Had Bill Gates not formed a business around MSDOS and Windows, what options for employment would young people of today have?
This is important, because it traces the “ripples” of actions and changes through the economy over time, and recognizes that there is more than one tradeoff—that one choice influences one’s and other people’s future choices.
For instance, the sweatshop is often argued to be much better employment for people in developing countries than any and all options they have. This is true, and the argument emphasizes the tradeoff these people are facing: they choose between working in the sweatshop or something much more terrible. But what this analysis fails to recognize is why these are the only options available. Why is it that sweatshops can be established in poor countries, but other options are not nearly as beneficial? If one sweatshop can function in some location, why are there not many sweatshops there to compete for workers with (even) higher wages and better work conditions?
It should be obvious that the present economy can facilitate the one sweatshop, which means it can also facilitate more sweatshops. So why is this not the case?

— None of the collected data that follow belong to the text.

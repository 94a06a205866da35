/// Turns successive pointer positions into look offsets.
///
/// The first sample only seeds the last position, so the camera does not
/// jump toward wherever the pointer happened to be when capture began.
/// The vertical offset is flipped: screen Y grows downward, pitch grows up.
#[derive(Debug, Default, Clone)]
pub struct MouseLook {
    last: Option<(f32, f32)>,
}

impl MouseLook {
    pub fn new() -> Self {
        Self::default()
    }

    /// Returns `(x_offset, y_offset)` since the previous sample.
    pub fn sample(&mut self, pos: (f32, f32)) -> Option<(f32, f32)> {
        let prev = self.last.replace(pos)?;
        Some((pos.0 - prev.0, prev.1 - pos.1))
    }

    /// Forgets the last sample; the next one seeds again.
    pub fn reset(&mut self) {
        self.last = None;
    }
}

#[cfg(test)]
mod tests {
    use super::*;

    #[test]
    fn first_sample_produces_no_offset() {
        let mut look = MouseLook::new();
        assert_eq!(look.sample((500.0, 400.0)), None);
    }

    #[test]
    fn later_samples_produce_deltas_with_flipped_y() {
        let mut look = MouseLook::new();
        look.sample((500.0, 400.0));
        assert_eq!(look.sample((510.0, 390.0)), Some((10.0, 10.0)));
        assert_eq!(look.sample((505.0, 395.0)), Some((-5.0, -5.0)));
    }

    #[test]
    fn reset_reseeds() {
        let mut look = MouseLook::new();
        look.sample((0.0, 0.0));
        look.reset();
        assert_eq!(look.sample((100.0, 100.0)), None);
    }
}
impl<A> AppState<A>
where
    A: CoreApp + 'static,
{
    fn new(initial: RuntimeConfig, gpu_init: GpuInit, app: A) -> Self {
        Self {
            initial,
            gpu_init,
            app,
            windows: HashMap::new(),
            exit_requested: false,
            failure: None,
        }
    }

    fn request_exit(&mut self) {
        self.exit_requested = true;
    }

    fn create_window_entry(
        &mut self,
        event_loop: &ActiveEventLoop,
        config: RuntimeConfig,
    ) -> Result<WindowId> {
        let attrs = Window::default_attributes()
            .with_title(config.title)
            .with_inner_size(config.initial_size);

        let window = event_loop
            .create_window(attrs)
            .context("failed to create window")?;

        let id = window.id();
        let gpu_init = self.gpu_init.clone();

        let entry = WindowEntryTryBuilder {
            input_state: InputState::default(),
            input_frame: InputFrame::default(),
            clock: FrameClock::default(),
            cursor: config.cursor,
            window,
            gpu_builder: |w| {
                pollster::block_on(Gpu::new(w, gpu_init))
                    .context("GPU initialization failed for window")
            },
        }
        .try_build()?;

        entry.with(|fields| {
            apply_cursor_mode(fields.window, *fields.cursor);
            self.app.on_window_ready(
                &WindowCtx {
                    id,
                    window: fields.window,
                },
                fields.gpu,
            )
        })?;

        self.windows.insert(id, entry);
        Ok(id)
    }

    fn destroy_window_entry(&mut self, id: WindowId) {
        self.windows.remove(&id);
    }

    fn apply_commands(&mut self, event_loop: &ActiveEventLoop, mut ctx: RuntimeCtx) {
        for cmd in ctx.commands.drain(..) {
            match cmd {
                Command::CloseWindow(id) => self.destroy_window_entry(id),
                Command::Exit => self.request_exit(),
            }
        }

        if self.windows.is_empty() {
            self.request_exit();
        }

        if self.exit_requested {
            event_loop.exit();
        }
    }
}
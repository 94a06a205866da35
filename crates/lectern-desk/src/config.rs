use std::path::PathBuf;

use clap::Parser;
use lectern_engine::logging::LoggingConfig;
use lectern_engine::window::{CursorMode, RuntimeConfig};
use winit::dpi::LogicalSize;

/// Command-line overrides.
#[derive(Clone, Debug, Parser)]
#[command(name = "lectern-desk", version, about, long_about = None)]
pub struct CliArgs {
    /// Directory holding the six texture images.
    pub asset_root: Option<PathBuf>,

    /// env_logger filter, e.g. "lectern_desk=debug".
    #[arg(long)]
    pub log: Option<String>,
}

/// Application configuration: defaults, optionally overridden from the
/// command line.
#[derive(Debug, Clone, PartialEq)]
pub struct DeskConfig {
    pub title: String,
    pub width: f64,
    pub height: f64,
    /// Directory holding the six texture images.
    pub asset_root: PathBuf,
    /// `env_logger` filter; `None` defers to `RUST_LOG`.
    pub log_filter: Option<String>,
    pub clear_color: wgpu::Color,
    pub cursor: CursorMode,
}

impl Default for DeskConfig {
    fn default() -> Self {
        Self {
            title: "Lectern Desk".to_string(),
            width: 1000.0,
            height: 800.0,
            asset_root: PathBuf::from("textures"),
            log_filter: None,
            clear_color: wgpu::Color {
                r: 0.1,
                g: 0.1,
                b: 0.1,
                a: 1.0,
            },
            cursor: CursorMode::Captured,
        }
    }
}

impl DeskConfig {
    /// Defaults with whatever the command line set.
    pub fn from_cli(cli: CliArgs) -> Self {
        let defaults = Self::default();
        Self {
            asset_root: cli.asset_root.unwrap_or(defaults.asset_root),
            log_filter: cli.log.or(defaults.log_filter),
            ..defaults
        }
    }

    pub fn runtime(&self) -> RuntimeConfig {
        RuntimeConfig {
            title: self.title.clone(),
            initial_size: LogicalSize::new(self.width, self.height),
            cursor: self.cursor,
        }
    }

    pub fn logging(&self) -> LoggingConfig {
        LoggingConfig {
            env_filter: self.log_filter.clone(),
            ..LoggingConfig::default()
        }
    }
}

#[cfg(test)]
mod tests {
    use super::*;
    use clap::error::ErrorKind;

    fn parse(args: &[&str]) -> Result<DeskConfig, clap::Error> {
        let argv = std::iter::once("lectern-desk").chain(args.iter().copied());
        CliArgs::try_parse_from(argv).map(DeskConfig::from_cli)
    }

    #[test]
    fn cli_definition_is_consistent() {
        use clap::CommandFactory;
        CliArgs::command().debug_assert();
    }

    #[test]
    fn no_arguments_keeps_defaults() {
        let cfg = parse(&[]).unwrap();
        assert_eq!(cfg, DeskConfig::default());
        assert_eq!(cfg.asset_root, PathBuf::from("textures"));
        assert_eq!(cfg.cursor, CursorMode::Captured);
    }

    #[test]
    fn positional_argument_sets_asset_root() {
        let cfg = parse(&["/srv/desk/images"]).unwrap();
        assert_eq!(cfg.asset_root, PathBuf::from("/srv/desk/images"));
    }

    #[test]
    fn log_flag_takes_a_filter() {
        let cfg = parse(&["--log", "lectern_desk=debug", "assets"]).unwrap();
        assert_eq!(cfg.log_filter.as_deref(), Some("lectern_desk=debug"));
        assert_eq!(cfg.asset_root, PathBuf::from("assets"));
        assert_eq!(cfg.logging().env_filter.as_deref(), Some("lectern_desk=debug"));
    }

    #[test]
    fn log_flag_without_value_is_an_error() {
        assert!(parse(&["--log"]).is_err());
    }

    #[test]
    fn unknown_flag_is_an_error() {
        let err = parse(&["--fullscreen"]).unwrap_err();
        assert_eq!(err.kind(), ErrorKind::UnknownArgument);
    }

    #[test]
    fn second_positional_is_rejected() {
        assert!(parse(&["a", "b"]).is_err());
    }

    #[test]
    fn help_is_handled_by_the_parser() {
        let err = parse(&["--help"]).unwrap_err();
        assert_eq!(err.kind(), ErrorKind::DisplayHelp);
        assert!(err.to_string().contains("--log"));
    }

    #[test]
    fn version_is_handled_by_the_parser() {
        let err = parse(&["--version"]).unwrap_err();
        assert_eq!(err.kind(), ErrorKind::DisplayVersion);
    }

    #[test]
    fn runtime_config_uses_window_settings() {
        let rt = DeskConfig::default().runtime();
        assert_eq!(rt.title, "Lectern Desk");
        assert_eq!(rt.initial_size, LogicalSize::new(1000.0, 800.0));
        assert_eq!(rt.cursor, CursorMode::Captured);
    }
}
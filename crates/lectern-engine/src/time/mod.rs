//! Frame timing.
//!
//! One `FrameClock` lives per window; the runtime ticks it once per redraw and
//! hands the resulting `FrameTime` to the app. Camera movement scales by `dt`.

mod frame_clock;

pub use frame_clock::{FrameClock, FrameTime};
use std::collections::HashSet;

use super::types::{InputEvent, Key, MouseButton};

/// Per-frame input deltas.
///
/// `InputState` holds what is down right now; `InputFrame` holds what changed
/// since the last redraw. The runtime clears it after every frame.
#[derive(Debug, Default)]
pub struct InputFrame {
    /// Raw events in arrival order.
    pub events: Vec<InputEvent>,

    pub keys_pressed: HashSet<Key>,
    pub keys_released: HashSet<Key>,

    pub buttons_pressed: HashSet<MouseButton>,
    pub buttons_released: HashSet<MouseButton>,

    /// Wheel movement accumulated this frame, in notches.
    pub scroll_delta: (f32, f32),

    /// Raw pointer motion accumulated this frame.
    pub motion_delta: (f32, f32),
}

impl InputFrame {
    pub fn clear(&mut self) {
        self.events.clear();
        self.keys_pressed.clear();
        self.keys_released.clear();
        self.buttons_pressed.clear();
        self.buttons_released.clear();
        self.scroll_delta = (0.0, 0.0);
        self.motion_delta = (0.0, 0.0);
    }

    pub fn push_event(&mut self, ev: InputEvent) {
        self.events.push(ev);
    }

    pub fn key_pressed(&self, key: Key) -> bool {
        self.keys_pressed.contains(&key)
    }
}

Why do those other job opportunities remain unrealized?
The answer lies in costs and frictions imposed on the economy somewhere. But as it is an integrated system, these impositions may not be where the sweatshops are. In fact, the sweatshop phenomenon can be a result of, for example, international trade regulations and trade agreements, and even regulations in other nations entirely. What appears to be a low-cost policy or regulation in one country can indirectly affect options for distant peoples and thus their conditions.
It is thus possible (even likely) that domestic regulations in developing countries are the cause, or at last contribute to, the lack of economic development in other countries.
A restriction on one person generates different choices than there otherwise would have been, which changes the choice set of all those affected—of those who are “stripped” of options that otherwise would be available and those who “gain” options.
These are real distortions that must be taken into account to properly understand regulations. And proper economic reasoning recognizes these processes, and their vast and important effects.
We may not be able to trace them in detail, or measure them empirically, but they must be considered when studying and attempting to understand the economy.
Proper economic thinkers take two steps ahead, from the seen through the unseen to the unrealized.